Article de Bernard Conte pour le numéro 49 de la revue Rébellion (septembre 2011).

Depuis la fin des années 1970, l’idéologie néolibérale s’est imposée, justifiant le libre-échange, c’est-à-dire le « laisser faire » – « laisser passer », tant pour les marchandises que pour les flux financiers. La « main invisible » du marché était présumée plus efficace que la régulation étatique. En conséquence, un « consensus » a été imposé : place au marché et haro sur l’État « social », présenté comme malveillant, dépensier, inefficace, voire inutile. Le désarmement douanier s’est progressivement opéré à travers les négociations du GATT à partir de 1947, puis avec la création de l’OMC en 1995. À partir du milieu des années 1970, la libéralisation financière a engendré la dérégulation et le libre mouvement des capitaux. Au Sud, le libre-échange des marchandises et des capitaux a été imposé à travers les programmes d’ajustement structurels (PAS) du FMI, tandis qu’au Nord, la prescription a emprunté des voies plus « subtiles ».

Le libre-échange est une condition nécessaire à la réussite de la mondialisation néolibérale qui jette l’ensemble des salariés dans une compétition sauvage où le gagnant est le moins disant, assurant ainsi un nivellement par le bas des conditions sociales du plus grand nombre, au plus grand profit de la finance internationale et de ses serviteurs zélés des cercles rapprochés. Le libre-échange autorise la délocalisation des productions dans des lieux où les coûts sont réduits et il permet aussi la localisation des profits dans des « paradis fiscaux » où les prélèvements sont minimes, voire nuls. Le libre-échange engendre la désindustrialisation du Nord, le laminage des classes moyennes et la Tiers-mondialisation qui désarticule et réarrange les structures économiques, institutionnelles, sociales et politiques dans le sens le plus favorable au capitalisme financiarisé mondialisé. La priorité donnée à la croissance des profits diminue proportionnellement la capacité à couvrir les « coûts de l’homme ».
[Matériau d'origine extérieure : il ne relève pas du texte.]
/// Errors reported at the construction boundaries of the containers.
///
/// Arithmetic on already constructed values never fails, dimension agreement
/// there is checked by the type system.
#[derive(Debug, Clone, PartialEq, Eq, thiserror::Error)]
pub enum Error {
    /// Wrong number of initializer values.
    #[error("Dimension mismatch: expected {expected} elements, got {actual}")]
    DimensionMismatch {
        /// Count the container requires.
        expected: usize,
        /// Count that was supplied.
        actual: usize,
    },

    /// A nested row initializer is longer than the row it fills.
    #[error("Row {row} has {len} elements but the matrix has only {cols} columns")]
    RowTooLong {
        /// Index of the offending row.
        row: usize,
        /// Length of the offending row.
        len: usize,
        /// Number of columns of the matrix.
        cols: usize,
    },

    /// Input outside of the domain of a checked operation.
    #[error("Invalid input: {0}")]
    InvalidInput(&'static str),
}
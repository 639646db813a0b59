//! Elementwise operators shared by [`Vector`](crate::Vector) and
//! [`Matrix`](crate::Matrix).
//!
//! Every operator goes through the kernels of the element type. Scalar
//! operands are broadcast to a full container first, then the container
//! kernel runs, so both forms share one code path per backend.

/// Elementwise math shared by vectors and matrices.
pub trait Elementwise: Sized {
    /// Elementwise absolute value.
    fn abs(&self) -> Self;

    /// Elementwise square root.
    fn sqrt(&self) -> Self;

    /// Elementwise power, `self[i] ^ exp[i]`.
    fn pow(&self, exp: &Self) -> Self;
}

/// Elementwise absolute value of a vector or a matrix.
pub fn abs<C: Elementwise>(c: &C) -> C { c.abs() }

/// Elementwise square root of a vector or a matrix.
pub fn sqrt<C: Elementwise>(c: &C) -> C { c.sqrt() }

/// Elementwise power of a vector or a matrix.
pub fn pow<C: Elementwise>(base: &C, exp: &C) -> C { base.pow(exp) }

/// Implements `$Op`, `$Op<T>`, their reference forms and the compound
/// assignments for a container with `zip_kernel` and `splat`.
macro_rules! impl_binary_op {
    ($Op:ident, $op:ident, $ty:ident<T $(, $c:ident)*>) => {
        paste::paste! {
            impl<T: kplutl_kern::Element $(, const $c: usize)*> std::ops::$Op
                for $ty<T $(, $c)*>
            {
                type Output = Self;

                #[inline]
                fn $op(self, rhs: Self) -> Self {
                    self.zip_kernel(&rhs, <T::Kernels as kplutl_kern::Kernels<T>>::$op)
                }
            }

            impl<'a, T: kplutl_kern::Element $(, const $c: usize)*> std::ops::$Op<&'a $ty<T $(, $c)*>>
                for $ty<T $(, $c)*>
            {
                type Output = Self;

                #[inline]
                fn $op(self, rhs: &'a Self) -> Self {
                    self.zip_kernel(rhs, <T::Kernels as kplutl_kern::Kernels<T>>::$op)
                }
            }

            impl<'a, T: kplutl_kern::Element $(, const $c: usize)*> std::ops::$Op<$ty<T $(, $c)*>>
                for &'a $ty<T $(, $c)*>
            {
                type Output = $ty<T $(, $c)*>;

                #[inline]
                fn $op(self, rhs: $ty<T $(, $c)*>) -> Self::Output {
                    self.zip_kernel(&rhs, <T::Kernels as kplutl_kern::Kernels<T>>::$op)
                }
            }

            impl<'a, 'b, T: kplutl_kern::Element $(, const $c: usize)*>
                std::ops::$Op<&'b $ty<T $(, $c)*>> for &'a $ty<T $(, $c)*>
            {
                type Output = $ty<T $(, $c)*>;

                #[inline]
                fn $op(self, rhs: &'b $ty<T $(, $c)*>) -> Self::Output {
                    self.zip_kernel(rhs, <T::Kernels as kplutl_kern::Kernels<T>>::$op)
                }
            }

            impl<T: kplutl_kern::Element $(, const $c: usize)*> std::ops::$Op<T>
                for $ty<T $(, $c)*>
            {
                type Output = Self;

                #[inline]
                fn $op(self, rhs: T) -> Self {
                    self.zip_kernel(&Self::splat(rhs), <T::Kernels as kplutl_kern::Kernels<T>>::$op)
                }
            }

            impl<'a, T: kplutl_kern::Element $(, const $c: usize)*> std::ops::$Op<T>
                for &'a $ty<T $(, $c)*>
            {
                type Output = $ty<T $(, $c)*>;

                #[inline]
                fn $op(self, rhs: T) -> Self::Output {
                    self.zip_kernel(&$ty::splat(rhs), <T::Kernels as kplutl_kern::Kernels<T>>::$op)
                }
            }

            impl<T: kplutl_kern::Element $(, const $c: usize)*> std::ops::[<$Op Assign>]
                for $ty<T $(, $c)*>
            {
                #[inline]
                fn [<$op _assign>](&mut self, rhs: Self) {
                    *self = self.zip_kernel(&rhs, <T::Kernels as kplutl_kern::Kernels<T>>::$op);
                }
            }

            impl<'a, T: kplutl_kern::Element $(, const $c: usize)*> std::ops::[<$Op Assign>]<&'a $ty<T $(, $c)*>>
                for $ty<T $(, $c)*>
            {
                #[inline]
                fn [<$op _assign>](&mut self, rhs: &'a Self) {
                    *self = self.zip_kernel(rhs, <T::Kernels as kplutl_kern::Kernels<T>>::$op);
                }
            }

            impl<T: kplutl_kern::Element $(, const $c: usize)*> std::ops::[<$Op Assign>]<T>
                for $ty<T $(, $c)*>
            {
                #[inline]
                fn [<$op _assign>](&mut self, rhs: T) {
                    *self = self.zip_kernel(&Self::splat(rhs), <T::Kernels as kplutl_kern::Kernels<T>>::$op);
                }
            }
        }
    };
}

/// Implements unary negation as `zeros - x` through the subtraction kernel.
macro_rules! impl_neg {
    ($ty:ident<T $(, $c:ident)*>) => {
        impl<T $(, const $c: usize)*> std::ops::Neg for $ty<T $(, $c)*>
        where
            T: kplutl_kern::Element + std::ops::Neg<Output = T>,
        {
            type Output = Self;

            #[inline]
            fn neg(self) -> Self { Self::zeros() - self }
        }

        impl<'a, T $(, const $c: usize)*> std::ops::Neg for &'a $ty<T $(, $c)*>
        where
            T: kplutl_kern::Element + std::ops::Neg<Output = T>,
        {
            type Output = $ty<T $(, $c)*>;

            #[inline]
            fn neg(self) -> Self::Output { $ty::zeros() - self }
        }
    };
}

/// Implements [`Elementwise`] through the unary and power kernels.
macro_rules! impl_elementwise {
    ($ty:ident<T $(, $c:ident)*>) => {
        impl<T: kplutl_kern::Element $(, const $c: usize)*> $crate::ops::Elementwise
            for $ty<T $(, $c)*>
        {
            fn abs(&self) -> Self {
                self.map_kernel(<T::Kernels as kplutl_kern::Kernels<T>>::abs)
            }

            fn sqrt(&self) -> Self {
                self.map_kernel(<T::Kernels as kplutl_kern::Kernels<T>>::sqrt)
            }

            fn pow(&self, exp: &Self) -> Self {
                self.zip_kernel(exp, <T::Kernels as kplutl_kern::Kernels<T>>::pow)
            }
        }
    };
}

/// Implements the `approx` comparison traits elementwise over `as_slice`.
macro_rules! impl_approx {
    ($ty:ident<T $(, $c:ident)*>) => {
        impl<T $(, const $c: usize)*> approx::AbsDiffEq for $ty<T $(, $c)*>
        where
            T: approx::AbsDiffEq,
            T::Epsilon: Copy,
        {
            type Epsilon = T::Epsilon;

            fn default_epsilon() -> Self::Epsilon { T::default_epsilon() }

            fn abs_diff_eq(&self, other: &Self, epsilon: Self::Epsilon) -> bool {
                self.as_slice()
                    .iter()
                    .zip(other.as_slice())
                    .all(|(a, b)| a.abs_diff_eq(b, epsilon))
            }
        }

        impl<T $(, const $c: usize)*> approx::RelativeEq for $ty<T $(, $c)*>
        where
            T: approx::RelativeEq,
            T::Epsilon: Copy,
        {
            fn default_max_relative() -> Self::Epsilon { T::default_max_relative() }

            fn relative_eq(
                &self,
                other: &Self,
                epsilon: Self::Epsilon,
                max_relative: Self::Epsilon,
            ) -> bool {
                self.as_slice()
                    .iter()
                    .zip(other.as_slice())
                    .all(|(a, b)| a.relative_eq(b, epsilon, max_relative))
            }
        }

        impl<T $(, const $c: usize)*> approx::UlpsEq for $ty<T $(, $c)*>
        where
            T: approx::UlpsEq,
            T::Epsilon: Copy,
        {
            fn default_max_ulps() -> u32 { T::default_max_ulps() }

            fn ulps_eq(&self, other: &Self, epsilon: Self::Epsilon, max_ulps: u32) -> bool {
                self.as_slice()
                    .iter()
                    .zip(other.as_slice())
                    .all(|(a, b)| a.ulps_eq(b, epsilon, max_ulps))
            }
        }
    };
}

pub(crate) use impl_approx;
pub(crate) use impl_binary_op;
pub(crate) use impl_elementwise;
pub(crate) use impl_neg;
Sortir de la dynamique de Tiers-mondialisation implique un ajustement des structures pour réduire la domination du capitalisme financiarisé, pour autocentrer le développement et pour redonner la priorité à l’homme. Dans cette démarche, la thérapie protectionniste occupe une place de choix.

Le libre-échange imposé

L’oligarchie et ses valets : politiques, médiatiques, économiques… ont œuvré sans relâche pour persuader les populations des avantages du libre-échange et de la division internationale du travail néolibérale. Par exemple, les recherches économiques, mettant à jour des  « évidences empiriques » sur le lien entre l’ouverture commerciale des pays et leur croissance économique, ont bénéficié de généreux financements, notamment de la part de la Banque mondiale et du FMI. Peu importe s’il a été souvent nécessaire de prendre des « libertés » avec les hypothèses, avec la fiabilité des statistiques et avec les traitements économétriques, mais l’essentiel était de prouver que plus un pays est ouvert sur l’extérieur, plus il pratique le libre-échange et plus sa croissance économique est forte. Car, pour l’oligarchie, le libre-échange est une condition nécessaire à la réussite des délocalisations industrielles caractéristiques de la mondialisation néolibérale.
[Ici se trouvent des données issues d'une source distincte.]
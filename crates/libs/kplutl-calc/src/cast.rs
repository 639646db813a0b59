/// Trait for converting from one primitive numeric type to another.
///
/// Follows `as` semantics: widening conversions are exact, narrowing ones
/// truncate (floats towards zero, saturating at the integer bounds).
pub trait NumericCast<T> {
    /// Casts `self` to `T`.
    fn cast(&self) -> T;
}

macro_rules! impl_numeric_cast {
    ($($t0:ty),*) => {
        $(
            impl_numeric_cast!(@to $t0 as
                f32, f64, i8, i16, i32, i64, i128, isize, u8, u16, u32, u64, u128, usize);
        )*
    };
    (@to $t0:ty as $($t1:ty),*) => {
        $(
            impl NumericCast<$t1> for $t0 {
                #[inline(always)]
                #[allow(clippy::unnecessary_cast)]
                fn cast(&self) -> $t1 { *self as $t1 }
            }
        )*
    };
}

impl_numeric_cast!(f32, f64, i8, i16, i32, i64, i128, isize, u8, u16, u32, u64, u128, usize);
//! # kplutl-kern
//! Compute kernels behind the kplutl vector and matrix containers.
//!
//! Every kernel operates on flat, row-major buffers whose length is either
//! carried by the slice or passed explicitly (`dim`, `rows`, `cols`). Two
//! implementations exist:
//!
//! * [`Reference`]: plain scalar loops, available for every [`Scalar`].
//! * `Ispc` (feature `ispc`): the externally compiled data-parallel kernels,
//!   available for `f32` only.
//!
//! Which one runs is decided at build time: [`Active`] is a type alias and
//! every [`Element`] names its kernels through an associated type, so there is
//! no runtime branch and no dynamic dispatch on the element loops.
#![warn(missing_docs)]

mod element;
mod reference;

pub use element::*;
pub use reference::Reference;

/// Set of kernels a compute backend provides for the scalar type `T`.
///
/// The kernels never allocate and never read from the output buffers before
/// writing them, except for [`Kernels::transform_v4`] which transforms the
/// vector in place.
pub trait Kernels<T: Scalar> {
    /// Human readable name of the backend.
    const NAME: &'static str;

    /// `out[i] = lhs[i] + rhs[i]`
    fn add(out: &mut [T], lhs: &[T], rhs: &[T]);

    /// `out[i] = lhs[i] - rhs[i]`
    fn sub(out: &mut [T], lhs: &[T], rhs: &[T]);

    /// `out[i] = lhs[i] * rhs[i]`
    fn mul(out: &mut [T], lhs: &[T], rhs: &[T]);

    /// `out[i] = lhs[i] / rhs[i]`
    fn div(out: &mut [T], lhs: &[T], rhs: &[T]);

    /// `out[i] = lhs[i] ^ rhs[i]`
    fn pow(out: &mut [T], lhs: &[T], rhs: &[T]);

    /// `out[i] = |arg[i]|`
    fn abs(out: &mut [T], arg: &[T]);

    /// `out[i] = sqrt(arg[i])`
    fn sqrt(out: &mut [T], arg: &[T]);

    /// Cross product of two 3-element vectors.
    fn cross_v3(out: &mut [T; 3], lhs: &[T; 3], rhs: &[T; 3]);

    /// Multiplies the row-major 4x4 matrix `mat` with `vec`, overwriting `vec`.
    fn transform_v4(mat: &[T; 16], vec: &mut [T; 4]);

    /// Fills the `dim` x `dim` buffer with the identity matrix.
    fn identity(mat: &mut [T], dim: usize);

    /// Writes the transpose of the `rows` x `cols` buffer `mat` into the
    /// `cols` x `rows` buffer `out`.
    fn transpose(out: &mut [T], mat: &[T], rows: usize, cols: usize);
}

cfg_if::cfg_if! {
    if #[cfg(feature = "ispc")] {
        mod ispc;
        pub use ispc::Ispc;

        /// Backend running the `f32` element loops in this build.
        pub type Active = Ispc;
    } else {
        /// Backend running the `f32` element loops in this build.
        pub type Active = Reference;
    }
}

/// Returns the name of the backend selected for this build.
pub const fn active_backend_name() -> &'static str { <Active as Kernels<f32>>::NAME }

#[cfg(test)]
mod tests {
    use super::*;

    #[test]
    fn active_backend_matches_feature() {
        if cfg!(feature = "ispc") {
            assert_eq!(active_backend_name(), "ispc");
        } else {
            assert_eq!(active_backend_name(), "reference");
        }
    }
}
Pour la réussite de la délocalisation des productions

L’objectif est de maximiser les profits par la mise en concurrence des salariés, non plus uniquement sur le plan national, mais au niveau mondial. Grâce au libre-échange, la délocalisation des activités économiques des pays du Nord vers les pays à bas salaires a permis d’inonder le marché mondial de produits à des prix sans concurrence. La libéralisation financière a autorisé le transfert des profits réalisés vers des zones « accueillantes », comme les paradis fiscaux. Par la défaisance des régulations étatiques, par l’imposition du libre-échange des marchandises et des capitaux… le capitalisme a réussi, sans réelles entraves, à restructurer la planète à son plus grand profit, en négligeant les coûts économiques et sociaux de ladite restructuration. La mondialisation néolibérale permet aux capitalistes de profiter, sur l’ensemble des territoires, des avantages comparatifs économiques et financiers qui sont étroitement corrélés aux « désavantages » comparatifs sociaux des populations résidentes. En d’autres mots, il s’agit d’organiser la misère et son exploitation, à travers l’imposition d’une division internationale du travail inégale, pour des profits sans cesse croissants.
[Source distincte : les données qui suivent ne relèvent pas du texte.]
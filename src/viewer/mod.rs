pub mod environment;
pub mod widget;

use crate::intake::ResourceHandle;
use environment::EnvironmentPreset;
use std::ops::RangeInclusive;
use std::time::{Duration, Instant};
use widget::{RenderWidget, WidgetConfig, WidgetFactory};

/// Framing pose applied after every load completion and camera reset.
pub const FRAMING_ORBIT: &str = "0deg 75deg auto";
pub const FRAMING_FIELD_OF_VIEW: &str = "auto";

/// How long the instant camera jump is left undisturbed before auto-rotation
/// resumes. Presentational tuning, not a correctness constraint.
pub const AUTO_ROTATE_RESTORE_DELAY: Duration = Duration::from_millis(100);

pub const EXPOSURE_RANGE: RangeInclusive<f32> = 0.0..=2.0;

/// Session parameters that survive asset reloads.
#[derive(Debug, Clone, Copy, PartialEq)]
pub struct ViewerParameters {
    pub exposure: f32,
    pub environment: EnvironmentPreset,
}

impl Default for ViewerParameters {
    fn default() -> Self {
        Self {
            exposure: 1.0,
            environment: EnvironmentPreset::Neutral,
        }
    }
}

#[derive(Debug, Clone, Copy, PartialEq, Eq)]
pub enum ViewerState {
    Empty,
    Loaded,
}

#[derive(Debug, Clone, Copy)]
struct RotationRestore {
    generation: u64,
    due: Instant,
}

/// Owns the lifecycle of the displayed asset and the single live render
/// widget bound to it.
///
/// The widget slot has destroy-then-create semantics: on every asset change
/// the old widget is dropped before the factory builds its replacement, and
/// the superseded resource handle is released only after its widget is gone.
/// Load-completion notifications and the rotation-restore timer are tagged
/// with the widget generation so anything belonging to a detached widget is
/// a deliberate no-op.
pub struct ViewerController<F: WidgetFactory> {
    factory: F,
    params: ViewerParameters,
    // Field order matters: the widget must drop before the handle it is
    // bound to when the controller itself is torn down.
    widget: Option<F::Widget>,
    handle: Option<ResourceHandle>,
    generation: u64,
    rotation_restore: Option<RotationRestore>,
}

impl<F: WidgetFactory> ViewerController<F> {
    pub fn new(factory: F) -> Self {
        Self {
            factory,
            params: ViewerParameters::default(),
            widget: None,
            handle: None,
            generation: 0,
            rotation_restore: None,
        }
    }

    pub fn state(&self) -> ViewerState {
        if self.widget.is_some() {
            ViewerState::Loaded
        } else {
            ViewerState::Empty
        }
    }

    pub fn is_loaded(&self) -> bool {
        self.state() == ViewerState::Loaded
    }

    pub fn params(&self) -> ViewerParameters {
        self.params
    }

    pub fn asset_name(&self) -> Option<&str> {
        self.handle.as_ref().map(|handle| handle.name())
    }

    pub fn widget(&self) -> Option<&F::Widget> {
        self.widget.as_ref()
    }

    pub fn widget_mut(&mut self) -> Option<&mut F::Widget> {
        self.widget.as_mut()
    }

    /// Binds a freshly validated asset to a new widget, replacing any
    /// previous one. Returns the load token the host must hand back through
    /// [`Self::notify_load_complete`] once the widget reports readiness.
    pub fn install(&mut self, handle: ResourceHandle) -> u64 {
        self.detach();
        self.generation += 1;
        let config = WidgetConfig {
            camera_controls: true,
            auto_rotate: true,
            ar: true,
            auto_scale: true,
            tight_bounds: true,
            auto_orbit_bounds: true,
            exposure: self.params.exposure,
            environment_image: self.params.environment.image_path().to_string(),
        };
        log::info!(
            "Attaching render widget #{} for '{}' ({} bytes)",
            self.generation,
            handle.name(),
            handle.len()
        );
        self.widget = Some(self.factory.create_widget(&handle, &config));
        self.handle = Some(handle);
        self.generation
    }

    /// Drops the live widget and releases the active handle ("change model").
    pub fn clear(&mut self) {
        if let Some(name) = self.asset_name() {
            log::info!("Clearing active asset '{}'", name);
        }
        self.detach();
    }

    fn detach(&mut self) {
        self.rotation_restore = None;
        // The widget drops before the handle it was bound to.
        self.widget = None;
        self.handle = None;
    }

    /// Called by the host when the widget identified by `token` reports that
    /// its asset is ready to render. Notifications for widgets that have
    /// since been detached are ignored.
    pub fn notify_load_complete(&mut self, token: u64, now: Instant) {
        if token != self.generation || self.widget.is_none() {
            log::debug!("Ignoring load completion for detached widget (token {token})");
            return;
        }
        log::info!("Asset finished loading; applying framing pose");
        self.frame_camera(now);
    }

    /// Re-applies the fixed framing pose to the live widget. No-op when empty.
    pub fn reset_camera(&mut self, now: Instant) {
        if self.widget.is_none() {
            return;
        }
        self.frame_camera(now);
    }

    fn frame_camera(&mut self, now: Instant) {
        let generation = self.generation;
        let Some(widget) = self.widget.as_mut() else {
            return;
        };
        // Pause rotation so the instant jump is not fighting it visually.
        let was_rotating = widget.auto_rotate();
        if was_rotating {
            widget.set_auto_rotate(false);
        }
        widget.set_camera_orbit(FRAMING_ORBIT);
        widget.set_field_of_view(FRAMING_FIELD_OF_VIEW);
        widget.jump_camera_to_goal();
        if was_rotating {
            self.rotation_restore = Some(RotationRestore {
                generation,
                due: now + AUTO_ROTATE_RESTORE_DELAY,
            });
        }
    }

    /// Fires the pending rotation restore once it is due. A restore scheduled
    /// for a widget that has since been detached is discarded.
    pub fn tick(&mut self, now: Instant) {
        let Some(restore) = self.rotation_restore else {
            return;
        };
        if now < restore.due {
            return;
        }
        self.rotation_restore = None;
        if restore.generation != self.generation {
            log::debug!("Discarding rotation restore for detached widget");
            return;
        }
        if let Some(widget) = self.widget.as_mut() {
            widget.set_auto_rotate(true);
        }
    }

    /// Deadline of the pending rotation restore, for host repaint scheduling.
    pub fn next_restore_due(&self) -> Option<Instant> {
        self.rotation_restore.map(|restore| restore.due)
    }

    /// Clamps into [0, 2], records, and applies to the live widget if any.
    /// Never recreates the widget and never moves the camera.
    pub fn set_exposure(&mut self, value: f32) {
        let value = value.clamp(*EXPOSURE_RANGE.start(), *EXPOSURE_RANGE.end());
        self.params.exposure = value;
        log::debug!("Exposure set to {value:.2}");
        if let Some(widget) = self.widget.as_mut() {
            widget.set_exposure(value);
        }
    }

    /// Records the preset and applies its lighting resource to the live
    /// widget if any. Never recreates the widget and never moves the camera.
    pub fn set_environment(&mut self, preset: EnvironmentPreset) {
        self.params.environment = preset;
        log::debug!("Environment set to '{}'", preset.key());
        if let Some(widget) = self.widget.as_mut() {
            widget.set_environment_image(preset.image_path());
        }
    }
}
Avec pour conséquence la désindustrialisation du Nord

La concurrence débridée des pays à bas salaires a largement contribué à la désindustrialisation des pays du Nord. En 1970, l’industrie représentait 48% du PIB de l’Allemagne, 39% de celui de l’Italie et 35% de celui des Etats-Unis. En 2008, ces proportions s’élevaient respectivement à 29%, 26% et 21%. En France, entre 1970 et 2009, le poids de l’industrie a presque été divisé par deux, passant de 34,9 % du PIB à 18,8 %. En 30 ans, la France a perdu près de 2 millions d’emplois dans le secteur industriel et plus d’un demi-million depuis 2007. Le cas de la France est singulier, puissance industrielle « moyenne », son effeuillage industriel s’est opéré à la fois « par le bas » au profit de pays émergents (Chine) et « par le haut » au bénéfice de pays plus industrialisés (Allemagne). Cet effet de « cisaille » accélère la paupérisation de la majorité de la population, phénomène que ne sauraient encore longtemps cacher les vestiges, sans cesse amenuisés, de la protection sociale de l’État-providence. Le Nord s’appauvrit, en voie de sous-développement, il se Tiers mondialise.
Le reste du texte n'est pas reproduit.